Katherine HENDERSON, Plaintiff-Appellee, v. Matthew MULLENIX, Defendant-Appellant.
Matthew Mullenix was found to have committed domestic abuse in a proceeding brought pursuant to Iowa Code chapter 236 (2019). As a result, a final domestic abuse protective order was issued against him. Mullenix appeals from the entry of the final domestic abuse protective order.1 He notes that proof of an assault is a required element of the cause of action seeking relief from domestic abuse under chapter 236. He argues there was insufficient evidence to support the district court's determination he committed an assault within the meaning of Iowa Code section 708.1. Upon our de novo review, we agree.

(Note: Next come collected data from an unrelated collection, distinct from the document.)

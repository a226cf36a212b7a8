//! In-memory resource factory backing the headless context

use crate::backend::traits::*;
use crate::backend::types::*;
use crate::BackendType;

/// Device object storage
#[derive(Debug)]
pub(crate) enum Resource {
    Buffer {
        usage: BufferUsage,
        data: Vec<u8>,
    },
    Texture {
        desc: TextureDescriptor,
        data: Vec<u8>,
        layers: u32,
    },
    TextureBinding {
        texture: TextureHandle,
    },
    Framebuffer {
        color: Option<TextureHandle>,
        depth: Option<TextureHandle>,
    },
    Sampler(SamplerDescriptor),
    RasterizerState(RasterizerDescriptor),
    DepthStencilState(DepthStencilDescriptor),
    Shader {
        stage: ShaderStage,
    },
    ShaderSet {
        vertex_inputs: u32,
    },
    ResourceBindingSlots {
        shader_set: ShaderSetHandle,
        constants: u32,
        textures: u32,
    },
}

impl Resource {
    fn kind(&self) -> &'static str {
        match self {
            Resource::Buffer { .. } => "buffer",
            Resource::Texture { .. } => "texture",
            Resource::TextureBinding { .. } => "texture binding",
            Resource::Framebuffer { .. } => "framebuffer",
            Resource::Sampler(_) => "sampler",
            Resource::RasterizerState(_) => "rasterizer state",
            Resource::DepthStencilState(_) => "depth-stencil state",
            Resource::Shader { .. } => "shader",
            Resource::ShaderSet { .. } => "shader set",
            Resource::ResourceBindingSlots { .. } => "resource binding slots",
        }
    }
}

/// Resource factory that keeps every device object in host memory.
///
/// Handles carry the owning context id in their high 32 bits, so a handle
/// from a disposed context is reported as stale instead of aliasing a new
/// object.
#[derive(Debug)]
pub struct HeadlessFactory {
    context: ContextId,
    backend: BackendType,
    objects: Vec<Option<Resource>>,
}

impl HeadlessFactory {
    pub(crate) fn new(context: ContextId, backend: BackendType) -> Self {
        Self {
            context,
            backend,
            objects: Vec::new(),
        }
    }

    /// Number of device objects not yet destroyed
    pub fn live_objects(&self) -> usize {
        self.objects.iter().filter(|o| o.is_some()).count()
    }

    /// Contents of a buffer
    pub fn buffer_data(&self, buffer: BufferHandle) -> BackendResult<&[u8]> {
        match self.get(buffer.0, "buffer")? {
            Resource::Buffer { data, .. } => Ok(data),
            other => Err(self.mismatch(buffer.0, other)),
        }
    }

    /// Descriptor a texture was created with
    pub fn texture_descriptor(&self, texture: TextureHandle) -> BackendResult<&TextureDescriptor> {
        match self.get(texture.0, "texture")? {
            Resource::Texture { desc, .. } => Ok(desc),
            other => Err(self.mismatch(texture.0, other)),
        }
    }

    /// Texture a binding refers to
    pub fn binding_texture(&self, binding: TextureBindingHandle) -> BackendResult<TextureHandle> {
        match self.get(binding.0, "texture binding")? {
            Resource::TextureBinding { texture } => Ok(*texture),
            other => Err(self.mismatch(binding.0, other)),
        }
    }

    /// Descriptor of a rasterizer state
    pub fn rasterizer_descriptor(
        &self,
        state: RasterizerStateHandle,
    ) -> BackendResult<RasterizerDescriptor> {
        match self.get(state.0, "rasterizer state")? {
            Resource::RasterizerState(desc) => Ok(*desc),
            other => Err(self.mismatch(state.0, other)),
        }
    }

    /// Descriptor of a depth-stencil state
    pub fn depth_stencil_descriptor(
        &self,
        state: DepthStencilStateHandle,
    ) -> BackendResult<DepthStencilDescriptor> {
        match self.get(state.0, "depth-stencil state")? {
            Resource::DepthStencilState(desc) => Ok(*desc),
            other => Err(self.mismatch(state.0, other)),
        }
    }

    pub(crate) fn buffer_usage(&self, buffer: BufferHandle) -> BackendResult<(BufferUsage, usize)> {
        match self.get(buffer.0, "buffer")? {
            Resource::Buffer { usage, data } => Ok((*usage, data.len())),
            other => Err(self.mismatch(buffer.0, other)),
        }
    }

    pub(crate) fn framebuffer_attachments(
        &self,
        framebuffer: FramebufferHandle,
    ) -> BackendResult<(Option<TextureHandle>, Option<TextureHandle>)> {
        match self.get(framebuffer.0, "framebuffer")? {
            Resource::Framebuffer { color, depth } => Ok((*color, *depth)),
            other => Err(self.mismatch(framebuffer.0, other)),
        }
    }

    pub(crate) fn shader_set_inputs(&self, set: ShaderSetHandle) -> BackendResult<u32> {
        match self.get(set.0, "shader set")? {
            Resource::ShaderSet { vertex_inputs } => Ok(*vertex_inputs),
            other => Err(self.mismatch(set.0, other)),
        }
    }

    /// Returns the shader set, constant count and texture count of a layout
    pub(crate) fn binding_slot_counts(
        &self,
        slots: ResourceBindingSlotsHandle,
    ) -> BackendResult<(ShaderSetHandle, u32, u32)> {
        match self.get(slots.0, "resource binding slots")? {
            Resource::ResourceBindingSlots {
                shader_set,
                constants,
                textures,
            } => Ok((*shader_set, *constants, *textures)),
            other => Err(self.mismatch(slots.0, other)),
        }
    }

    pub(crate) fn check_sampler(&self, sampler: SamplerHandle) -> BackendResult<()> {
        match self.get(sampler.0, "sampler")? {
            Resource::Sampler(_) => Ok(()),
            other => Err(self.mismatch(sampler.0, other)),
        }
    }

    /// Fill every texel of the top mip level with `texel`
    pub(crate) fn fill_texture(&mut self, texture: TextureHandle, texel: &[u8]) -> BackendResult<()> {
        let index = self.index(texture.0, "texture")?;
        match self.objects[index].as_mut() {
            Some(Resource::Texture { data, desc, .. })
                if texel.len() == desc.format.bytes_per_pixel() as usize =>
            {
                for chunk in data.chunks_exact_mut(texel.len()) {
                    chunk.copy_from_slice(texel);
                }
                Ok(())
            }
            Some(Resource::Texture { .. }) => Ok(()),
            _ => Err(BackendError::InvalidHandle {
                kind: "texture",
                raw: texture.0,
            }),
        }
    }

    fn insert(&mut self, resource: Resource) -> u64 {
        let index = self.objects.len() as u64;
        log::trace!(
            "HeadlessFactory[{}]: created {} #{}",
            self.backend,
            resource.kind(),
            index
        );
        self.objects.push(Some(resource));
        ((self.context.0 as u64) << 32) | index
    }

    fn index(&self, raw: u64, kind: &'static str) -> BackendResult<usize> {
        let owner = (raw >> 32) as u32;
        if owner != self.context.0 {
            return Err(BackendError::StaleHandle {
                raw,
                owner,
                active: self.context.0,
            });
        }
        let index = (raw & 0xFFFF_FFFF) as usize;
        match self.objects.get(index) {
            Some(Some(_)) => Ok(index),
            _ => Err(BackendError::InvalidHandle { kind, raw }),
        }
    }

    fn get(&self, raw: u64, kind: &'static str) -> BackendResult<&Resource> {
        let index = self.index(raw, kind)?;
        self.objects[index]
            .as_ref()
            .ok_or(BackendError::InvalidHandle { kind, raw })
    }

    fn mismatch(&self, raw: u64, found: &Resource) -> BackendError {
        BackendError::InvalidHandle {
            kind: found.kind(),
            raw,
        }
    }

    fn check_texture(
        &self,
        texture: TextureHandle,
        options: TextureCreateOptions,
    ) -> BackendResult<()> {
        match self.get(texture.0, "texture")? {
            Resource::Texture { desc, .. } if desc.options == options => Ok(()),
            Resource::Texture { desc, .. } => Err(BackendError::ResourceCreationFailed(format!(
                "texture {:?} was created with {:?}, framebuffer attachment needs {:?}",
                desc.label, desc.options, options
            ))),
            other => Err(self.mismatch(texture.0, other)),
        }
    }

    fn check_shader(&self, shader: ShaderHandle, expected: ShaderStage) -> BackendResult<()> {
        match self.get(shader.0, "shader")? {
            Resource::Shader { stage } if *stage == expected => Ok(()),
            Resource::Shader { stage } => Err(BackendError::ResourceCreationFailed(format!(
                "expected a {:?} shader, got {:?}",
                expected, stage
            ))),
            other => Err(self.mismatch(shader.0, other)),
        }
    }
}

During a period of approximately ten years leading up to the start of these proceedings, appellee Katherine Henderson was in an “on again, off again” relationship with Mullenix. During part of this ten-year period, the parties lived together. After the relationship ended, Henderson started these proceedings by filing a petition for relief from domestic abuse. The petition alleges Mullenix made several threatening statements to Henderson over the phone, by text message, by voice mail, and by mail and made her fear for her safety. The district court issued a temporary protective order and set the matter for hearing to determine whether a final protective order should be issued. Both Mullenix and Henderson appeared and testified at the hearing. After the hearing, the district court entered a final domestic abuse protective order. The final order notes both Mullenix and Henderson appeared to be credible, but the court ultimately accepted Henderson's version of the facts on whether an assault occurred. The court found that Mullenix went to Henderson's current residence and threatened her with physical harm. Mullenix now appeals.
Our review is de novo. Wilker v. Wilker, 630 N.W.2d 590, 595 (Iowa 2001). “[W]e give weight to the fact findings of the trial court, especially when considering the credibility of witnesses, but we are not bound by them.” In re Marriage of Knickerbocker, 601 N.W.2d 48, 51 (Iowa 1999).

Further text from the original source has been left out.